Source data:
◆ ◆ ◆ ◆ ◆
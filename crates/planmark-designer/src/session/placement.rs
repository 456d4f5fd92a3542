//! Placement, selection and removal for the designer session.

use planmark_core::{DesignerError, DesignerResult};

use super::{DesignerSession, DragState, PlacementMode, PointerOutcome};
use crate::item_store;
use crate::model::{ItemId, PlacedItem};
use crate::viewport::{clamp_percent, CanvasPoint, ScreenPoint, SurfaceRect};

impl DesignerSession {
    /// Handles a click on the canvas: maps the pointer and places an item.
    ///
    /// For hosts that deliver only clicks. When the host also routes
    /// `pointer_down`/`pointer_up`, the click that trails a release belongs
    /// to that interaction and is suppressed, as is any click while a press
    /// or drag is in progress.
    pub fn click(
        &mut self,
        surface: Option<&SurfaceRect>,
        pointer: ScreenPoint,
    ) -> DesignerResult<PointerOutcome> {
        if self.drag != DragState::Idle || self.pressed {
            tracing::debug!("Click suppressed during press or drag");
            return Ok(PointerOutcome::Suppressed);
        }
        if std::mem::take(&mut self.swallow_click) {
            tracing::debug!("Click suppressed after pointer release");
            return Ok(PointerOutcome::Suppressed);
        }
        let point = self.mapper.map(surface, pointer, self.snap_to_grid)?;
        self.place_at(point).map(PointerOutcome::Placed)
    }

    /// Handles a pointer press: selects the item under the pointer, or
    /// places a new item on empty canvas.
    ///
    /// Starts a pointer interaction that [`pointer_up`](Self::pointer_up)
    /// closes.
    pub fn pointer_down(
        &mut self,
        surface: Option<&SurfaceRect>,
        pointer: ScreenPoint,
    ) -> DesignerResult<PointerOutcome> {
        if self.drag != DragState::Idle {
            return Ok(PointerOutcome::Suppressed);
        }
        self.swallow_click = false;
        self.pressed = true;
        // Hit testing uses the raw position so snapping cannot jump to a neighbour
        let raw = self.mapper.map(surface, pointer, false)?;
        let hit = item_store::item_at(self.items(), raw, self.hit_radius).map(|item| item.id.clone());
        match hit {
            Some(id) => {
                self.selected_item = Some(id.clone());
                self.drag = DragState::Armed {
                    item_id: id.clone(),
                };
                Ok(PointerOutcome::Selected(id))
            }
            None => {
                let point = self.normalize(raw);
                self.place_at(point).map(PointerOutcome::Placed)
            }
        }
    }

    /// Places an item at a canvas position according to the current mode.
    ///
    /// The position is clamped, and snapped when grid snapping is on.
    pub fn place_at(&mut self, point: CanvasPoint) -> DesignerResult<ItemId> {
        if self.background.is_none() {
            return Err(DesignerError::MissingBackground);
        }
        let point = self.normalize(point);
        let id = ItemId::generate();

        let item = match self.mode {
            PlacementMode::Annotation => {
                let text = self.annotation_draft.trim();
                if text.is_empty() {
                    return Err(DesignerError::EmptyAnnotation);
                }
                PlacedItem::annotation(id.clone(), point, text)
            }
            PlacementMode::Symbol => {
                let symbol = self
                    .selected_symbol
                    .as_ref()
                    .ok_or(DesignerError::NoSymbolSelected)?;
                PlacedItem::symbol(id.clone(), point, symbol)
            }
        };

        tracing::debug!(
            "Placed {} '{}' at ({:.2}, {:.2})",
            if item.is_symbol() { "symbol" } else { "annotation" },
            item.display_label(),
            point.x,
            point.y
        );

        let next = item_store::place(self.items(), item);
        self.commit_items(next);
        if self.mode == PlacementMode::Annotation {
            self.annotation_draft.clear();
        }
        Ok(id)
    }

    /// Selects a placed item for removal. Does not affect history.
    pub fn select_item(&mut self, id: &ItemId) -> DesignerResult<()> {
        if !item_store::contains(self.items(), id) {
            return Err(DesignerError::UnknownItem { id: id.to_string() });
        }
        self.selected_item = Some(id.clone());
        Ok(())
    }

    pub fn clear_selection(&mut self) {
        self.selected_item = None;
    }

    /// Removes an item by id.
    pub fn remove_item(&mut self, id: &ItemId) -> DesignerResult<()> {
        if !item_store::contains(self.items(), id) {
            return Err(DesignerError::UnknownItem { id: id.to_string() });
        }
        self.end_drag();
        let next = item_store::remove(self.items(), id);
        self.commit_items(next);
        self.revalidate_selection();
        tracing::debug!("Removed item {}", id);
        Ok(())
    }

    /// Removes the selected item. Returns false if nothing was selected.
    pub fn remove_selected(&mut self) -> bool {
        match self.selected_item.clone() {
            Some(id) => self.remove_item(&id).is_ok(),
            None => false,
        }
    }

    /// Removes every item. Returns false if the canvas was already empty.
    pub fn clear_all(&mut self) -> bool {
        if self.items().is_empty() {
            return false;
        }
        self.end_drag();
        let next = item_store::clear(self.items());
        self.commit_items(next);
        self.selected_item = None;
        tracing::debug!("Cleared all items");
        true
    }

    /// Clamps a point into range and applies grid snapping if enabled.
    pub(crate) fn normalize(&self, point: CanvasPoint) -> CanvasPoint {
        let x = clamp_percent(point.x);
        let y = clamp_percent(point.y);
        if self.snap_to_grid {
            CanvasPoint::new(self.mapper.snap(x), self.mapper.snap(y))
        } else {
            CanvasPoint::new(x, y)
        }
    }
}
◆ ◆ ◆ ◆ ◆
From the first line down to the last, give the records again exactly.

TASK OUTPUT —
filename crates/planmark-designer/src/session/placement.rs
repository 456d4f5fd92a3542
//! Placement, selection and removal for the designer session.

use planmark_core::{DesignerError, DesignerResult};

use super::{DesignerSession, DragState, PlacementMode, PointerOutcome};
use crate::item_store;
use crate::model::{ItemId, PlacedItem};
use crate::viewport::{clamp_percent, CanvasPoint, ScreenPoint, SurfaceRect};

impl DesignerSession {
    /// Handles a click on the canvas: maps the pointer and places an item.
    ///
    /// For hosts that deliver only clicks. When the host also routes
    /// `pointer_down`/`pointer_up`, the click that trails a release belongs
    /// to that interaction and is suppressed, as is any click while a press
    /// or drag is in progress.
    pub fn click(
        &mut self,
        surface: Option<&SurfaceRect>,
        pointer: ScreenPoint,
    ) -> DesignerResult<PointerOutcome> {
        if self.drag != DragState::Idle || self.pressed {
            tracing::debug!("Click suppressed during press or drag");
            return Ok(PointerOutcome::Suppressed);
        }
        if std::mem::take(&mut self.swallow_click) {
            tracing::debug!("Click suppressed after pointer release");
            return Ok(PointerOutcome::Suppressed);
        }
        let point = self.mapper.map(surface, pointer, self.snap_to_grid)?;
        self.place_at(point).map(PointerOutcome::Placed)
    }

    /// Handles a pointer press: selects the item under the pointer, or
    /// places a new item on empty canvas.
    ///
    /// Starts a pointer interaction that [`pointer_up`](Self::pointer_up)
    /// closes.
    pub fn pointer_down(
        &mut self,
        surface: Option<&SurfaceRect>,
        pointer: ScreenPoint,
    ) -> DesignerResult<PointerOutcome> {
        if self.drag != DragState::Idle {
            return Ok(PointerOutcome::Suppressed);
        }
        self.swallow_click = false;
        self.pressed = true;
        // Hit testing uses the raw position so snapping cannot jump to a neighbour
        let raw = self.mapper.map(surface, pointer, false)?;
        let hit = item_store::item_at(self.items(), raw, self.hit_radius).map(|item| item.id.clone());
        match hit {
            Some(id) => {
                self.selected_item = Some(id.clone());
                self.drag = DragState::Armed {
                    item_id: id.clone(),
                };
                Ok(PointerOutcome::Selected(id))
            }
            None => {
                let point = self.normalize(raw);
                self.place_at(point).map(PointerOutcome::Placed)
            }
        }
    }

    /// Places an item at a canvas position according to the current mode.
    ///
    /// The position is clamped, and snapped when grid snapping is on.
    pub fn place_at(&mut self, point: CanvasPoint) -> DesignerResult<ItemId> {
        if self.background.is_none() {
            return Err(DesignerError::MissingBackground);
        }
        let point = self.normalize(point);
        let id = ItemId::generate();

        let item = match self.mode {
            PlacementMode::Annotation => {
                let text = self.annotation_draft.trim();
                if text.is_empty() {
                    return Err(DesignerError::EmptyAnnotation);
                }
                PlacedItem::annotation(id.clone(), point, text)
            }
            PlacementMode::Symbol => {
                let symbol = self
                    .selected_symbol
                    .as_ref()
                    .ok_or(DesignerError::NoSymbolSelected)?;
                PlacedItem::symbol(id.clone(), point, symbol)
            }
        };

        tracing::debug!(
            "Placed {} '{}' at ({:.2}, {:.2})",
            if item.is_symbol() { "symbol" } else { "annotation" },
            item.display_label(),
            point.x,
            point.y
        );

        let next = item_store::place(self.items(), item);
        self.commit_items(next);
        if self.mode == PlacementMode::Annotation {
            self.annotation_draft.clear();
        }
        Ok(id)
    }

    /// Selects a placed item for removal. Does not affect history.
    pub fn select_item(&mut self, id: &ItemId) -> DesignerResult<()> {
        if !item_store::contains(self.items(), id) {
            return Err(DesignerError::UnknownItem { id: id.to_string() });
        }
        self.selected_item = Some(id.clone());
        Ok(())
    }

    pub fn clear_selection(&mut self) {
        self.selected_item = None;
    }

    /// Removes an item by id.
    pub fn remove_item(&mut self, id: &ItemId) -> DesignerResult<()> {
        if !item_store::contains(self.items(), id) {
            return Err(DesignerError::UnknownItem { id: id.to_string() });
        }
        self.end_drag();
        let next = item_store::remove(self.items(), id);
        self.commit_items(next);
        self.revalidate_selection();
        tracing::debug!("Removed item {}", id);
        Ok(())
    }

    /// Removes the selected item. Returns false if nothing was selected.
    pub fn remove_selected(&mut self) -> bool {
        match self.selected_item.clone() {
            Some(id) => self.remove_item(&id).is_ok(),
            None => false,
        }
    }

    /// Removes every item. Returns false if the canvas was already empty.
    pub fn clear_all(&mut self) -> bool {
        if self.items().is_empty() {
            return false;
        }
        self.end_drag();
        let next = item_store::clear(self.items());
        self.commit_items(next);
        self.selected_item = None;
        tracing::debug!("Cleared all items");
        true
    }

    /// Clamps a point into range and applies grid snapping if enabled.
    pub(crate) fn normalize(&self, point: CanvasPoint) -> CanvasPoint {
        let x = clamp_percent(point.x);
        let y = clamp_percent(point.y);
        if self.snap_to_grid {
            CanvasPoint::new(self.mapper.snap(x), self.mapper.snap(y))
        } else {
            CanvasPoint::new(x, y)
        }
    }
}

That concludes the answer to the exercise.